→ Material for this task:
====

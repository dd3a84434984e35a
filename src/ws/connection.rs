//! WebSocket connection loop.
//!
//! Handles the read/write loop for a single WebSocket connection: inbound
//! frames go through the [`RelayRouter`], queued outbound frames go to the
//! socket. When the loop ends for any reason the session supervisor's close
//! path runs exactly once.

use std::sync::Arc;
use std::time::Duration;

use axum::extract::ws::{Message, WebSocket};
use futures_util::{SinkExt, StreamExt};
use tokio::time::Instant;

use crate::service::RelayRouter;

/// Fallback sleep length when no idle timeout is configured; the branch is
/// disabled in that case and this value is never observed.
const IDLE_DISABLED: Duration = Duration::from_secs(3600);

/// Runs the read/write loop for a single WebSocket connection.
///
/// - Reads frames from the client and hands them to the router.
/// - Writes frames queued for this connection by other connections.
/// - Closes the connection after `idle_timeout` without inbound traffic.
pub async fn run_connection(
    socket: WebSocket,
    router: Arc<RelayRouter>,
    idle_timeout: Option<Duration>,
) {
    let supervisor = Arc::clone(router.supervisor());
    let (handle, mut outbound_rx) = supervisor.connect().await;
    let connection_id = handle.id();
    let (mut ws_tx, mut ws_rx) = socket.split();

    let idle = tokio::time::sleep(idle_timeout.unwrap_or(IDLE_DISABLED));
    tokio::pin!(idle);

    loop {
        tokio::select! {
            // Incoming frame from client
            msg = ws_rx.next() => {
                let deadline = idle_timeout.and_then(|limit| Instant::now().checked_add(limit));
                if let Some(deadline) = deadline {
                    idle.as_mut().reset(deadline);
                }
                let text = match msg {
                    Some(Ok(Message::Text(text))) => text.as_str().to_owned(),
                    Some(Ok(Message::Binary(bytes))) => match std::str::from_utf8(&bytes) {
                        Ok(text) => text.to_owned(),
                        Err(e) => {
                            tracing::debug!(%connection_id, error = %e, "non-utf8 frame dropped");
                            continue;
                        }
                    },
                    Some(Ok(Message::Close(_))) | None => break,
                    Some(Ok(_)) => continue,
                    Some(Err(e)) => {
                        tracing::debug!(%connection_id, error = %e, "ws read failed");
                        break;
                    }
                };
                match router.route(&handle, &text).await {
                    Ok(outcome) => tracing::trace!(%connection_id, ?outcome, "frame routed"),
                    Err(e) => tracing::debug!(%connection_id, error = %e, "frame dropped"),
                }
            }
            // Frame queued for this client
            frame = outbound_rx.recv() => {
                let Some(frame) = frame else { break };
                if let Err(e) = ws_tx.send(Message::text(frame)).await {
                    tracing::debug!(%connection_id, error = %e, "ws write failed");
                    break;
                }
            }
            () = &mut idle, if idle_timeout.is_some() => {
                tracing::info!(%connection_id, "closing idle connection");
                break;
            }
        }
    }

    supervisor.disconnect(connection_id).await;
    if let Err(e) = ws_tx.close().await {
        tracing::trace!(%connection_id, error = %e, "ws close after shutdown");
    }
    tracing::debug!(%connection_id, "ws connection closed");
}
//! Client-supplied room code.

use std::fmt;

use serde::{Deserialize, Serialize};

use crate::error::RelayError;

/// Opaque, case-sensitive room code chosen by the clients.
///
/// The only validation applied is that the code is non-empty; `"room1"` and
/// `"ROOM1"` name different rooms.
#[derive(Debug, Clone, PartialEq, Eq, Hash, PartialOrd, Ord, Serialize, Deserialize)]
#[serde(try_from = "String", into = "String")]
pub struct RoomCode(String);

impl RoomCode {
    /// Creates a room code from a client-supplied string.
    ///
    /// # Errors
    ///
    /// Returns [`RelayError::InvalidJoin`] if `code` is empty.
    pub fn new(code: impl Into<String>) -> Result<Self, RelayError> {
        let code = code.into();
        if code.is_empty() {
            return Err(RelayError::InvalidJoin("room code must not be empty".to_string()));
        }
        Ok(Self(code))
    }

    /// Returns the code as a string slice.
    #[must_use]
    pub fn as_str(&self) -> &str {
        &self.0
    }
}

impl fmt::Display for RoomCode {
    fn fmt(&self, f: &mut fmt::Formatter<'_>) -> fmt::Result {
        f.write_str(&self.0)
    }
}

impl TryFrom<String> for RoomCode {
    type Error = RelayError;

    fn try_from(value: String) -> Result<Self, Self::Error> {
        Self::new(value)
    }
}

impl From<RoomCode> for String {
    fn from(code: RoomCode) -> Self {
        code.0
    }
}
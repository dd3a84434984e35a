//! Shared application state injected into all Axum handlers.

use std::sync::Arc;
use std::time::Duration;

use crate::config::RelayConfig;
use crate::domain::RoomRegistry;
use crate::service::{RelayRouter, SessionSupervisor};

/// Shared application state available to all handlers via Axum's
/// `State` extractor.
#[derive(Debug, Clone)]
pub struct AppState {
    /// Relay router shared by every WebSocket connection.
    pub router: Arc<RelayRouter>,
    /// Room registry, read by the introspection endpoints.
    pub registry: Arc<RoomRegistry>,
    /// Idle timeout applied to each WebSocket connection.
    pub idle_timeout: Option<Duration>,
}

impl AppState {
    /// Wires a fresh, empty registry into a supervisor and router.
    #[must_use]
    pub fn new(config: &RelayConfig) -> Self {
        let registry = Arc::new(RoomRegistry::new());
        let supervisor = Arc::new(SessionSupervisor::new(
            Arc::clone(&registry),
            config.outbound_queue_capacity,
        ));
        let router = Arc::new(RelayRouter::new(supervisor, config.policy));
        Self {
            router,
            registry,
            idle_timeout: config.idle_timeout,
        }
    }
}
//! room-relay server entry point.
//!
//! Starts the Axum HTTP server with the relay WebSocket and REST endpoints.

use anyhow::Context;
use tracing_subscriber::EnvFilter;

use room_relay::api;
use room_relay::app_state::AppState;
use room_relay::config::RelayConfig;

#[tokio::main]
async fn main() -> anyhow::Result<()> {
    // Initialize tracing; LOG_FORMAT=json for structured output
    let subscriber = tracing_subscriber::fmt().with_env_filter(
        EnvFilter::try_from_default_env().unwrap_or_else(|_| EnvFilter::new("info")),
    );
    if std::env::var("LOG_FORMAT").is_ok_and(|v| v.eq_ignore_ascii_case("json")) {
        subscriber.json().init();
    } else {
        subscriber.init();
    }

    // Load configuration
    let config = RelayConfig::from_env().context("loading configuration")?;
    tracing::info!(
        addr = %config.listen_addr,
        policy = %config.policy,
        static_dir = ?config.static_dir,
        "starting room-relay"
    );

    // Registry starts empty; nothing survives a restart
    let app_state = AppState::new(&config);
    let app = api::build_app(app_state, &config);

    // Start server
    let listener = tokio::net::TcpListener::bind(config.listen_addr)
        .await
        .with_context(|| format!("binding {}", config.listen_addr))?;
    tracing::info!(addr = %config.listen_addr, "server listening");

    axum::serve(listener, app).await?;

    Ok(())
}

====

→ Task:
Go through the listing above and copy each line exactly.

→ The completed task:
repository dd3a84434984e35a
filename src/ws/connection.rs
//! WebSocket connection loop.
//!
//! Handles the read/write loop for a single WebSocket connection: inbound
//! frames go through the [`RelayRouter`], queued outbound frames go to the
//! socket. When the loop ends for any reason the session supervisor's close
//! path runs exactly once.

use std::sync::Arc;
use std::time::Duration;

use axum::extract::ws::{Message, WebSocket};
use futures_util::{SinkExt, StreamExt};
use tokio::time::Instant;

use crate::service::RelayRouter;

/// Fallback sleep length when no idle timeout is configured; the branch is
/// disabled in that case and this value is never observed.
const IDLE_DISABLED: Duration = Duration::from_secs(3600);

/// Runs the read/write loop for a single WebSocket connection.
///
/// - Reads frames from the client and hands them to the router.
/// - Writes frames queued for this connection by other connections.
/// - Closes the connection after `idle_timeout` without inbound traffic.
pub async fn run_connection(
    socket: WebSocket,
    router: Arc<RelayRouter>,
    idle_timeout: Option<Duration>,
) {
    let supervisor = Arc::clone(router.supervisor());
    let (handle, mut outbound_rx) = supervisor.connect().await;
    let connection_id = handle.id();
    let (mut ws_tx, mut ws_rx) = socket.split();

    let idle = tokio::time::sleep(idle_timeout.unwrap_or(IDLE_DISABLED));
    tokio::pin!(idle);

    loop {
        tokio::select! {
            // Incoming frame from client
            msg = ws_rx.next() => {
                let deadline = idle_timeout.and_then(|limit| Instant::now().checked_add(limit));
                if let Some(deadline) = deadline {
                    idle.as_mut().reset(deadline);
                }
                let text = match msg {
                    Some(Ok(Message::Text(text))) => text.as_str().to_owned(),
                    Some(Ok(Message::Binary(bytes))) => match std::str::from_utf8(&bytes) {
                        Ok(text) => text.to_owned(),
                        Err(e) => {
                            tracing::debug!(%connection_id, error = %e, "non-utf8 frame dropped");
                            continue;
                        }
                    },
                    Some(Ok(Message::Close(_))) | None => break,
                    Some(Ok(_)) => continue,
                    Some(Err(e)) => {
                        tracing::debug!(%connection_id, error = %e, "ws read failed");
                        break;
                    }
                };
                match router.route(&handle, &text).await {
                    Ok(outcome) => tracing::trace!(%connection_id, ?outcome, "frame routed"),
                    Err(e) => tracing::debug!(%connection_id, error = %e, "frame dropped"),
                }
            }
            // Frame queued for this client
            frame = outbound_rx.recv() => {
                let Some(frame) = frame else { break };
                if let Err(e) = ws_tx.send(Message::text(frame)).await {
                    tracing::debug!(%connection_id, error = %e, "ws write failed");
                    break;
                }
            }
            () = &mut idle, if idle_timeout.is_some() => {
                tracing::info!(%connection_id, "closing idle connection");
                break;
            }
        }
    }

    supervisor.disconnect(connection_id).await;
    if let Err(e) = ws_tx.close().await {
        tracing::trace!(%connection_id, error = %e, "ws close after shutdown");
    }
    tracing::debug!(%connection_id, "ws connection closed");
}
//! Client-supplied room code.

use std::fmt;

use serde::{Deserialize, Serialize};

use crate::error::RelayError;

/// Opaque, case-sensitive room code chosen by the clients.
///
/// The only validation applied is that the code is non-empty; `"room1"` and
/// `"ROOM1"` name different rooms.
#[derive(Debug, Clone, PartialEq, Eq, Hash, PartialOrd, Ord, Serialize, Deserialize)]
#[serde(try_from = "String", into = "String")]
pub struct RoomCode(String);

impl RoomCode {
    /// Creates a room code from a client-supplied string.
    ///
    /// # Errors
    ///
    /// Returns [`RelayError::InvalidJoin`] if `code` is empty.
    pub fn new(code: impl Into<String>) -> Result<Self, RelayError> {
        let code = code.into();
        if code.is_empty() {
            return Err(RelayError::InvalidJoin("room code must not be empty".to_string()));
        }
        Ok(Self(code))
    }

    /// Returns the code as a string slice.
    #[must_use]
    pub fn as_str(&self) -> &str {
        &self.0
    }
}

impl fmt::Display for RoomCode {
    fn fmt(&self, f: &mut fmt::Formatter<'_>) -> fmt::Result {
        f.write_str(&self.0)
    }
}

impl TryFrom<String> for RoomCode {
    type Error = RelayError;

    fn try_from(value: String) -> Result<Self, Self::Error> {
        Self::new(value)
    }
}

impl From<RoomCode> for String {
    fn from(code: RoomCode) -> Self {
        code.0
    }
}
repository dd3a84434984e35a
//! Shared application state injected into all Axum handlers.

use std::sync::Arc;
use std::time::Duration;

use crate::config::RelayConfig;
use crate::domain::RoomRegistry;
use crate::service::{RelayRouter, SessionSupervisor};

/// Shared application state available to all handlers via Axum's
/// `State` extractor.
#[derive(Debug, Clone)]
pub struct AppState {
    /// Relay router shared by every WebSocket connection.
    pub router: Arc<RelayRouter>,
    /// Room registry, read by the introspection endpoints.
    pub registry: Arc<RoomRegistry>,
    /// Idle timeout applied to each WebSocket connection.
    pub idle_timeout: Option<Duration>,
}

impl AppState {
    /// Wires a fresh, empty registry into a supervisor and router.
    #[must_use]
    pub fn new(config: &RelayConfig) -> Self {
        let registry = Arc::new(RoomRegistry::new());
        let supervisor = Arc::new(SessionSupervisor::new(
            Arc::clone(&registry),
            config.outbound_queue_capacity,
        ));
        let router = Arc::new(RelayRouter::new(supervisor, config.policy));
        Self {
            router,
            registry,
            idle_timeout: config.idle_timeout,
        }
    }
}
//! room-relay server entry point.
//!
//! Starts the Axum HTTP server with the relay WebSocket and REST endpoints.

use anyhow::Context;
use tracing_subscriber::EnvFilter;

use room_relay::api;
use room_relay::app_state::AppState;
use room_relay::config::RelayConfig;

#[tokio::main]
async fn main() -> anyhow::Result<()> {
    // Initialize tracing; LOG_FORMAT=json for structured output
    let subscriber = tracing_subscriber::fmt().with_env_filter(
        EnvFilter::try_from_default_env().unwrap_or_else(|_| EnvFilter::new("info")),
    );
    if std::env::var("LOG_FORMAT").is_ok_and(|v| v.eq_ignore_ascii_case("json")) {
        subscriber.json().init();
    } else {
        subscriber.init();
    }

    // Load configuration
    let config = RelayConfig::from_env().context("loading configuration")?;
    tracing::info!(
        addr = %config.listen_addr,
        policy = %config.policy,
        static_dir = ?config.static_dir,
        "starting room-relay"
    );

    // Registry starts empty; nothing survives a restart
    let app_state = AppState::new(&config);
    let app = api::build_app(app_state, &config);

    // Start server
    let listener = tokio::net::TcpListener::bind(config.listen_addr)
        .await
        .with_context(|| format!("binding {}", config.listen_addr))?;
    tracing::info!(addr = %config.listen_addr, "server listening");

    axum::serve(listener, app).await?;

    Ok(())
}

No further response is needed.